Yet another terribly sad situation where the innocent pay the penalty for being ‘in the sights’ of people who are so caught up in their own sense of entitlement that they become deluded to life’s reality.

I don’t advocate a true ‘mental health’ issue with EP & I pray to God that she doesn’t get a win on that defence …
I’m wondering if EP may be the younger sister ( does anyone know when Ceinwen was born ?)
My musings then take me to: IF Erin was the youngest, perhaps she was initially doted on - and she learnt quite quickly how to manipulate people to get her own way - and she went on from there.

Maybe as she got older and parents attempted discipline, and then to curtail her behaviour, she bucked all they put in place & caused so much havoc that her parents eventually drew the line. … no one would know what the situation was then, and neither should it be opened up now - but imo it takes substantial ‘challenges’ for parents to cut ties.

I think EP grew her sense of entitlement, her sense of importance and her arrogance to the point where she thought she was bullet-proof - and the point where she is now in jail as a convicted triple murderer.

All just my own thoughts and opinions.
It was the opposite in my family.
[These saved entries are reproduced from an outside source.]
use std::sync::Arc;

use anyhow::Context;
use image_saver::api::client::HttpFetcher;
use image_saver::events::{ChannelSink, Event, EventSink, LogSink, TeeSink};
use image_saver::pipeline::paginator::SearchSettings;
use image_saver::storage::DirectoryStore;
use image_saver::utils::config::Config;
use image_saver::utils::logging;
use image_saver::SearchController;
use tokio::sync::mpsc::UnboundedReceiver;
use tracing::info;

/// Drains pending events; returns false once the search cannot continue.
fn report(events: &mut UnboundedReceiver<Event>, pages: &mut u32) -> bool {
    let mut more = true;
    while let Ok(event) = events.try_recv() {
        match event {
            Event::EntriesAppended { range, .. } => {
                *pages += 1;
                info!(page = *pages, results = range.len(), "page received");
            }
            Event::NoResults { term } => {
                println!("No images found for {:?}", term);
                more = false;
            }
            Event::NetworkError { cause } | Event::ParseError { cause } => {
                eprintln!("Error: {}", cause);
                more = false;
            }
            Event::Exhausted => more = false,
            Event::SaveError { index, cause } => eprintln!("Save error for #{}: {}", index, cause),
            Event::SaveComplete { saved } => println!("Saved {} image(s)", saved),
            Event::EntryUpdated { .. } | Event::HydrationFailed { .. } => {}
        }
    }
    more
}

#[tokio::main]
async fn main() -> anyhow::Result<()> {
    logging::init();
    let cfg = Config::from_env();
    let term = std::env::args().skip(1).collect::<Vec<_>>().join(" ");
    if term.trim().is_empty() {
        anyhow::bail!("usage: image-saver <search term>");
    }

    let fetcher = Arc::new(HttpFetcher::new(cfg.timeout).context("Failed to build fetcher")?);
    let store = Arc::new(DirectoryStore::new(cfg.output.clone()));
    let (channel, mut events) = ChannelSink::new();
    let sinks: Vec<Arc<dyn EventSink>> = vec![Arc::new(LogSink), Arc::new(channel)];
    let mut ctl = SearchController::new(SearchSettings::from(&cfg), fetcher, store, Arc::new(TeeSink::new(sinks)));

    ctl.search(&term);
    let mut pages = 0u32;
    loop {
        ctl.settle().await;
        if !report(&mut events, &mut pages) || pages >= cfg.max_pages {
            break;
        }
        let Some(last) = ctl.entries().len().checked_sub(1) else { break };
        if !ctl.on_visible(last) {
            break;
        }
    }

    for (index, entry) in ctl.entries().iter().enumerate() {
        let thumb = entry.thumbnail.as_ref().map(|t| format!("{}x{}", t.width(), t.height()));
        println!(
            "#{:<3} {:<24} {:<10} {}",
            index,
            entry.author.as_deref().unwrap_or("-"),
            thumb.as_deref().unwrap_or("no thumb"),
            entry.description.as_deref().unwrap_or("")
        );
    }

    let count = cfg.save_count.min(ctl.entries().len());
    if count > 0 {
        for index in 0..count {
            ctl.set_selected(index, true);
        }
        if ctl.save_selected().is_some() {
            ctl.settle().await;
            report(&mut events, &mut pages);
            println!("Photos directory: {}", cfg.output.display());
        }
    }
    ctl.shutdown();
    Ok(())
}
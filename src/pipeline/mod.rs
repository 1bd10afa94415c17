pub mod hydrator;
pub mod paginator;
pub mod save;

use std::future::Future;
use std::path::PathBuf;
use std::sync::atomic::{AtomicUsize, Ordering};
use std::sync::Arc;

use image::DynamicImage;
use reqwest::Url;
use tokio::sync::mpsc::{self, UnboundedReceiver, UnboundedSender};

use crate::api::client::Fetcher;
use crate::error::PipelineError;
use crate::models::page::SearchPage;
use crate::models::session::SessionId;
use self::save::BatchId;

#[derive(Debug, Clone, Copy, PartialEq, Eq)]
pub enum Stage {
    Page,
    Thumbnail,
    Save,
}

/// Result of one background fetch, delivered back to the owning context.
#[derive(Debug)]
pub enum Completion {
    Page {
        session: SessionId,
        page: u32,
        result: Result<SearchPage, PipelineError>,
    },
    Thumbnail {
        session: SessionId,
        index: usize,
        result: Result<DynamicImage, PipelineError>,
    },
    Save {
        batch: BatchId,
        index: usize,
        result: Result<PathBuf, PipelineError>,
    },
}

impl Completion {
    pub fn stage(&self) -> Stage {
        match self {
            Completion::Page { .. } => Stage::Page,
            Completion::Thumbnail { .. } => Stage::Thumbnail,
            Completion::Save { .. } => Stage::Save,
        }
    }
}

#[derive(Debug, Clone, Copy, PartialEq, Eq)]
pub struct StageDepths {
    pub page: usize,
    pub thumbnail: usize,
    pub save: usize,
}

/// Tasks spawned but not yet applied, per stage.
#[derive(Default)]
pub struct StageGauges {
    pub page: AtomicUsize,
    pub thumbnail: AtomicUsize,
    pub save: AtomicUsize,
}

impl StageGauges {
    fn gauge(&self, stage: Stage) -> &AtomicUsize {
        match stage {
            Stage::Page => &self.page,
            Stage::Thumbnail => &self.thumbnail,
            Stage::Save => &self.save,
        }
    }

    pub fn depths(&self) -> StageDepths {
        StageDepths {
            page: self.page.load(Ordering::Relaxed),
            thumbnail: self.thumbnail.load(Ordering::Relaxed),
            save: self.save.load(Ordering::Relaxed),
        }
    }

    pub fn pending(&self) -> usize {
        let d = self.depths();
        d.page + d.thumbnail + d.save
    }
}

/// Spawns fetch tasks and routes their completions onto one channel.
#[derive(Clone)]
pub struct Dispatcher {
    fetcher: Arc<dyn Fetcher>,
    tx: UnboundedSender<Completion>,
    gauges: Arc<StageGauges>,
}

impl Dispatcher {
    pub fn new(fetcher: Arc<dyn Fetcher>) -> (Self, UnboundedReceiver<Completion>) {
        let (tx, rx) = mpsc::unbounded_channel();
        let dispatcher = Self { fetcher, tx, gauges: Arc::new(StageGauges::default()) };
        (dispatcher, rx)
    }

    pub fn fetcher(&self) -> Arc<dyn Fetcher> {
        self.fetcher.clone()
    }

    pub fn gauges(&self) -> &Arc<StageGauges> {
        &self.gauges
    }

    /// Runs `task` and reports its completion. If the task panics or is
    /// aborted, `on_abort` builds the failed completion sent in its place,
    /// so every spawn is matched by exactly one completion.
    pub(crate) fn spawn<F, A>(&self, stage: Stage, task: F, on_abort: A)
    where
        F: Future<Output = Completion> + Send + 'static,
        A: FnOnce(PipelineError) -> Completion + Send + 'static,
    {
        self.gauges.gauge(stage).fetch_add(1, Ordering::Relaxed);
        let tx = self.tx.clone();
        let handle = tokio::spawn(task);
        tokio::spawn(async move {
            let completion = match handle.await {
                Ok(completion) => completion,
                Err(e) => {
                    tracing::warn!(?stage, "task did not finish: {}", e);
                    on_abort(PipelineError::from(e))
                }
            };
            if tx.send(completion).is_err() {
                tracing::debug!(?stage, "completion receiver dropped");
            }
        });
    }

    /// Marks a received completion as applied.
    pub(crate) fn retire(&self, completion: &Completion) {
        self.gauges.gauge(completion.stage()).fetch_sub(1, Ordering::Relaxed);
    }
}

/// Fetches image bytes and decodes them off the async executor.
pub(crate) async fn fetch_image(fetcher: &dyn Fetcher, url: &Url) -> Result<DynamicImage, PipelineError> {
    let bytes = fetcher.get(url).await?;
    let image = tokio::task::spawn_blocking(move || image::load_from_memory(&bytes)).await??;
    Ok(image)
}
I'm the youngest and my siblings would get me in trouble. My parents would say "But they're older, they wouldn't lie!".
 
  • #1,143
I think it was her subtle way of bragging to friends about her plan.
Very bazaar. I didn't realise that she had shared the photos. I thought that they were found on one of the devises.
 
  • #1,144
she is like a caged lion when she is trying to get out of the hospital
not a care in the world for anyone but herself and wanting to get out that door to go home to cover her tracks. the need to feed the dog and pack a ballet bag was far more important than having concern for her dinner guests who she claimed she loved.
 
  • #1,145
I agree that she may have come across the plan in a fictional book, and taken it on board.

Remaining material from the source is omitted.